The asset works because every creative decision serves the platform that commissioned it, treating brand as a competitive lever rather than a logo placed over a performance. The location was chosen for its character and for its meaning to the artist, the camera move was built to reveal the space as the performance unfolds, and the single take gives the finished film the feeling of a live moment that happened once. That combination is what makes the film work as Amazon Music’s content and as something an audience actually shares.
The Amazon Original with Gretta Ray went on to earn a Webby Awards nomination and nine Telly Awards. The approach that produced it began at the brief stage, before the location was locked or a frame was shot.
Mude plans a music video production in a clear sequence, and the work for Gretta Ray and Amazon Music followed it closely. The steps move from idea to delivery without skipping the decisions that shape the final film.
- Agree the creative concept and how it serves the artist and, where there is one, the brand commissioning the work.
- Choose the location and design the treatment, including how the camera moves and what the audience sees as the track plays.

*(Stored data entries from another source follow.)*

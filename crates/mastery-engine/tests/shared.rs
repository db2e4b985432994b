use std::sync::Arc;
use std::thread;

use chrono::{TimeZone, Utc};
use mastery_core::{
    ContextTag, Dimension, EngineConfig, EvidenceDraft, ExerciseResult, LearnerId, StatusKind,
    Tier,
};
use mastery_engine::{ManualClock, MasteryEngine, PromotionResult, SharedEngine};
use mastery_store::{JournalStore, MemoryStore};
use tempfile::TempDir;

const TAGS: [&str; 5] = ["formal", "informal", "technical", "creative", "teaching"];

fn learner() -> LearnerId {
    LearnerId::parse("lin").unwrap()
}

fn clock() -> Arc<ManualClock> {
    Arc::new(ManualClock::new(
        Utc.with_ymd_and_hms(2024, 6, 1, 9, 0, 0).unwrap(),
    ))
}

fn level_one_results() -> Vec<ExerciseResult> {
    let mut results = Vec::new();
    for (i, tag) in TAGS.iter().enumerate() {
        let mut r = ExerciseResult::standard(format!("stretch-{i}"), 1, true, 0.9);
        r.tier = Tier::Elite;
        r.context_tag = Some(ContextTag::parse(*tag).unwrap());
        results.push(r);
    }
    for i in 0..3 {
        let mut r = ExerciseResult::standard(format!("curveball-{i}"), 1, true, 4.5);
        r.is_curveball = true;
        results.push(r);
    }
    let mut cap = ExerciseResult::standard("capstone", 1, true, 0.9);
    cap.is_capstone = true;
    results.push(cap);
    results
}

#[test]
fn test_concurrent_submissions_promote_exactly_once() {
    let engine = MasteryEngine::with_clock(MemoryStore::new(), EngineConfig::default(), clock());
    let shared = SharedEngine::new(engine);
    shared.with(|e| e.assign_level(&learner(), 1)).unwrap();

    let handles: Vec<_> = level_one_results()
        .into_iter()
        .map(|result| {
            let shared = shared.clone();
            thread::spawn(move || shared.process(&learner(), &result).unwrap())
        })
        .collect();

    let promotions = handles
        .into_iter()
        .map(|h| h.join().unwrap())
        .filter(|outcome| outcome.promotion_event().is_some())
        .count();
    assert_eq!(promotions, 1);

    let row = shared
        .with(|e| e.get_status(&learner(), Some(1)))
        .unwrap()
        .pop()
        .unwrap();
    assert_eq!(row.status, StatusKind::Confirmed);
    assert_eq!(row.breadth_count, 5);
    assert_eq!(row.depth_count, 3);

    assert!(matches!(
        shared.evaluate(&learner(), 1).unwrap(),
        PromotionResult::AlreadyConfirmed { .. }
    ));
}

#[test]
fn test_journal_engine_survives_reopen() {
    let dir = TempDir::new().unwrap();
    let path = dir.path().join("mastery.mvj");

    {
        let store = JournalStore::open(&path).unwrap();
        let mut engine = MasteryEngine::with_clock(store, EngineConfig::default(), clock());
        engine.assign_level(&learner(), 1).unwrap();
        for result in level_one_results().iter().take(8) {
            engine.process(&learner(), result).unwrap();
        }
    }

    let store = JournalStore::open(&path).unwrap();
    let mut engine = MasteryEngine::with_clock(store, EngineConfig::default(), clock());
    let row = engine.get_status(&learner(), Some(1)).unwrap().pop().unwrap();
    assert_eq!(row.breadth_count, 5);
    assert_eq!(row.depth_count, 3);
    assert!(!row.application_passed);

    let log = engine.get_evidence_log(&learner(), None, 100).unwrap();
    assert_eq!(log.len(), 8);
    assert!(log.iter().all(|r| r.verify_id().unwrap()));

    let capstone = level_one_results().pop().unwrap();
    let outcome = engine.process(&learner(), &capstone).unwrap();
    assert!(outcome.promotion_event().is_some());
}

#[test]
fn test_second_handle_sees_foreign_writes_before_evaluating() {
    let dir = TempDir::new().unwrap();
    let path = dir.path().join("mastery.mvj");

    let mut first = MasteryEngine::with_clock(
        JournalStore::open(&path).unwrap(),
        EngineConfig::default(),
        clock(),
    );
    let mut second = MasteryEngine::with_clock(
        JournalStore::open(&path).unwrap(),
        EngineConfig::default(),
        clock(),
    );

    first.assign_level(&learner(), 1).unwrap();
    for tag in TAGS {
        first
            .record_evidence(
                EvidenceDraft::new(Dimension::Breadth, learner(), 1, 1.0, true)
                    .with_context_tag(ContextTag::parse(tag).unwrap()),
            )
            .unwrap();
    }
    for _ in 0..3 {
        first
            .record_evidence(EvidenceDraft::new(Dimension::Depth, learner(), 1, 4.0, true))
            .unwrap();
    }
    first
        .record_evidence(EvidenceDraft::new(Dimension::Application, learner(), 1, 1.0, true))
        .unwrap();

    // the second handle never read these entries before this call
    let result = second.evaluate(&learner(), 1).unwrap();
    assert!(result.promotion().is_some());

    // the first handle's view is stale, but its write path catches up
    assert!(matches!(
        first.evaluate(&learner(), 1).unwrap(),
        PromotionResult::AlreadyConfirmed { .. }
    ));
    assert_eq!(first.store().path(), path.as_path());
}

- Plan the shoot day in detail, covering the performance, the live music capture, lighting and the running order.
- Film the performance, then move into post-production for the edit, colour grade and sound.
- Deliver the cuts in the formats each platform needs, from the hero film to shorter social versions.

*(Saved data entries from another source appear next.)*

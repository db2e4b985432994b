//! Log command implementation.

use mastery_core::{LearnerId, Level};

use super::open_engine;
use crate::output;

pub fn run(
    journal: String,
    config: Option<String>,
    learner: LearnerId,
    level: Option<Level>,
    limit: usize,
    json: bool,
) -> Result<(), Box<dyn std::error::Error>> {
    let engine = open_engine(&journal, config.as_deref(), true)?;
    let records = engine.get_evidence_log(&learner, level, limit)?;

    if json {
        // one record per line, like a journal listing
        for record in &records {
            println!("{}", serde_json::to_string(record)?);
        }
        return Ok(());
    }
    output::print_evidence_header();
    for record in &records {
        println!("{}", output::format_evidence_row(record));
    }
    Ok(())
}
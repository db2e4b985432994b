//! Pluggable storage for the mastery evidence ledger and verification status rows.
//!
//! This crate provides:
//! - `EvidenceLedger` and `StatusStore` traits (combined as `MasteryStore`)
//! - Typed ledger entries (`evidence`, `status`, `status_reset`)
//! - Evidence filtering for selective scans
//! - An in-memory backend and a journal-backed backend sharing one replay index
//!
//! Evidence is append-only. Status rows are stored as full snapshots; replay keeps
//! the last snapshot per (learner, level), and a `status_reset` entry removes one.

#![deny(missing_docs)]

/// Typed ledger entries.
pub mod entry;
/// Error types for store operations.
pub mod error;
/// Evidence filtering API.
pub mod filter;
/// Replay index shared by the backends.
pub mod index;
/// Journal-backed storage implementation.
pub mod journal;
/// In-memory storage implementation.
pub mod memory;
/// Storage backend traits.
pub mod traits;

pub use entry::{parse_entry, to_entry_json, LedgerEntry, ParseError, StatusReset};
pub use error::StoreError;
pub use filter::{
    AndFilter, DimensionFilter, EvidenceFilter, LearnerFilter, LevelFilter, PassedFilter,
    TimeRangeFilter,
};
pub use index::LedgerIndex;
pub use journal::JournalStore;
pub use mastery_journal::{ReadMode, WriteOptions};
pub use memory::MemoryStore;
pub use traits::{EvidenceLedger, MasteryStore, StatusStore};
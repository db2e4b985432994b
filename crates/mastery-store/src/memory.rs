//! In-memory storage implementation.

use chrono::{DateTime, Utc};
use mastery_core::{EvidenceDraft, EvidenceRecord, LearnerId, Level, VerificationStatus};

use crate::entry::{LedgerEntry, StatusReset};
use crate::error::StoreError;
use crate::filter::EvidenceFilter;
use crate::index::LedgerIndex;
use crate::traits::{EvidenceLedger, StatusStore};

/// Volatile store for tests and embedding hosts that persist elsewhere.
#[derive(Debug, Default, Clone)]
pub struct MemoryStore {
    index: LedgerIndex,
    entries: Vec<LedgerEntry>,
}

impl MemoryStore {
    /// Creates an empty store.
    pub fn new() -> Self {
        Self::default()
    }

    /// Every entry written so far, in order.
    pub fn entries(&self) -> &[LedgerEntry] {
        &self.entries
    }

    fn write(&mut self, entry: LedgerEntry) {
        self.entries.push(entry.clone());
        self.index.apply(entry);
    }
}

impl EvidenceLedger for MemoryStore {
    fn append_evidence(
        &mut self,
        draft: EvidenceDraft,
        recorded_at: DateTime<Utc>,
    ) -> Result<EvidenceRecord, StoreError> {
        let record = EvidenceRecord::seal(draft, self.index.next_seq(), recorded_at)?;
        self.write(LedgerEntry::Evidence(record.clone()));
        Ok(record)
    }

    fn scan_evidence(&self, filter: &dyn EvidenceFilter) -> Result<Vec<EvidenceRecord>, StoreError> {
        Ok(self.index.scan(filter))
    }
}

impl StatusStore for MemoryStore {
    fn get_status(
        &self,
        learner_id: &LearnerId,
        level: Level,
    ) -> Result<Option<VerificationStatus>, StoreError> {
        Ok(self.index.status(learner_id, level).cloned())
    }

    fn statuses_for(&self, learner_id: &LearnerId) -> Result<Vec<VerificationStatus>, StoreError> {
        Ok(self.index.statuses_for(learner_id))
    }

    fn put_status(&mut self, status: VerificationStatus) -> Result<VerificationStatus, StoreError> {
        let stored = self.index.prepare_put(status)?;
        self.write(LedgerEntry::Status(stored.clone()));
        Ok(stored)
    }

    fn remove_status(
        &mut self,
        learner_id: &LearnerId,
        level: Level,
        removed_at: DateTime<Utc>,
    ) -> Result<bool, StoreError> {
        if self.index.status(learner_id, level).is_none() {
            return Ok(false);
        }
        self.write(LedgerEntry::StatusReset(StatusReset {
            learner_id: learner_id.clone(),
            target_level: level,
            reset_at: removed_at,
        }));
        Ok(true)
    }
}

For Gretta Ray, the concept settled early on a single continuous take inside the State Library of Victoria, which then drove every other decision. The location had to allow an uninterrupted camera path, the live string arrangement had to be captured cleanly in the space, and the performance had to land in one go.
Pre-production took the bulk of that work, with the shoot itself a single day in the building.
A music video production in Australia usually takes around four to eight weeks from the first concept conversation to a published film, though the range moves with the ambition of the production and how many cuts are needed at the end. Pre-production and scheduling take up more of that time than people expect, and the shoot itself is often a single day.
The edit length depends heavily on the format. A heavily constructed, multi-location narrative video carries a long post-production tail, while a single-take live performance like Mude’s film for Gretta Ray and Amazon Music resolves much of the edit on the day it is shot, because the performance is captured as one continuous piece rather than assembled from many separate setups.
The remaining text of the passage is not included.